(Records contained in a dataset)
┄┄┄┄┄┄

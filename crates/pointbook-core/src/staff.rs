//! Staff directory snapshot and staff list imports

use std::collections::HashMap;

use tracing::{debug, warn};

use crate::config::StaffColumns;
use crate::db::Database;
use crate::error::Result;
use crate::models::{Staff, StaffRole};
use crate::rows::RawRow;

/// Name-indexed view of the staff directory used during classification
#[derive(Debug, Clone, Default)]
pub struct StaffDirectory {
    by_name: HashMap<String, Staff>,
}

impl StaffDirectory {
    pub fn new(staff: Vec<Staff>) -> Self {
        Self {
            by_name: staff
                .into_iter()
                .map(|s| (s.name.trim().to_string(), s))
                .collect(),
        }
    }

    pub fn load(db: &Database) -> Result<Self> {
        Ok(Self::new(db.list_staff()?))
    }

    pub fn get(&self, name: &str) -> Option<&Staff> {
        self.by_name.get(name.trim())
    }

    /// Role of a sales person; people missing from the directory are store clerks
    pub fn role_of(&self, name: &str) -> StaffRole {
        match self.get(name) {
            Some(staff) => staff.role,
            None => {
                debug!("{} is not in the staff directory, treating as SALES", name);
                StaffRole::Sales
            }
        }
    }

    pub fn len(&self) -> usize {
        self.by_name.len()
    }

    pub fn is_empty(&self) -> bool {
        self.by_name.is_empty()
    }
}

/// Parse staff list rows; rows without an id or name are skipped
pub fn staff_from_rows(rows: &[RawRow], columns: &StaffColumns) -> Vec<Staff> {
    let mut staff = Vec::new();

    for (i, row) in rows.iter().enumerate() {
        let (Some(id), Some(name)) = (row.text(&columns.id), row.text(&columns.name)) else {
            debug!("Skipping staff row {}: missing id or name", i + 2);
            continue;
        };

        let role = match row.text(&columns.role) {
            Some(text) => text.parse().unwrap_or_else(|e| {
                warn!("Staff {}: {}, defaulting to SALES", name, e);
                StaffRole::Sales
            }),
            None => StaffRole::Sales,
        };

        staff.push(Staff {
            id,
            name,
            role,
            branch: row.text(&columns.branch),
            customer_id: row.text(&columns.customer_id),
            points_standard: row.number(&columns.points_standard),
            cosmetic_standard: row.number(&columns.cosmetic_standard),
        });
    }

    staff
}

#[cfg(test)]
mod tests {
    use super::*;

    #[test]
    fn test_staff_from_rows() {
        let cols = StaffColumns::default();
        let rows = vec![
            RawRow::new()
                .with_text("員工編號", "007")
                .with_text("姓名", "王小明")
                .with_text("職位", "藥師")
                .with_number("點數標準", 300.0),
            RawRow::new().with_text("姓名", "沒有編號"),
            RawRow::new()
                .with_text("員工編號", "8")
                .with_text("姓名", "李大華")
                .with_text("職位", "店長"),
        ];

        let staff = staff_from_rows(&rows, &cols);
        assert_eq!(staff.len(), 2);
        assert_eq!(staff[0].id, "007");
        assert_eq!(staff[0].role, StaffRole::Pharmacist);
        assert_eq!(staff[0].points_standard, Some(300.0));
        // Unknown role text falls back to store clerk
        assert_eq!(staff[1].role, StaffRole::Sales);
    }

    #[test]
    fn test_directory_role_lookup() {
        let dir = StaffDirectory::new(vec![Staff {
            id: "1".to_string(),
            name: "陳藥師".to_string(),
            role: StaffRole::Pharmacist,
            branch: None,
            customer_id: None,
            points_standard: None,
            cosmetic_standard: None,
        }]);

        assert_eq!(dir.role_of(" 陳藥師 "), StaffRole::Pharmacist);
        assert_eq!(dir.role_of("路人"), StaffRole::Sales);
    }
}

┄┄┄┄┄┄

Reproduce the entries exactly, starting at their first line and stopping after the line with "use crate::error::Result;".

# [Answer box]
filename crates/pointbook-core/src/staff.rs
//! Staff directory snapshot and staff list imports

use std::collections::HashMap;

use tracing::{debug, warn};

use crate::config::StaffColumns;
use crate::db::Database;
use crate::error::Result;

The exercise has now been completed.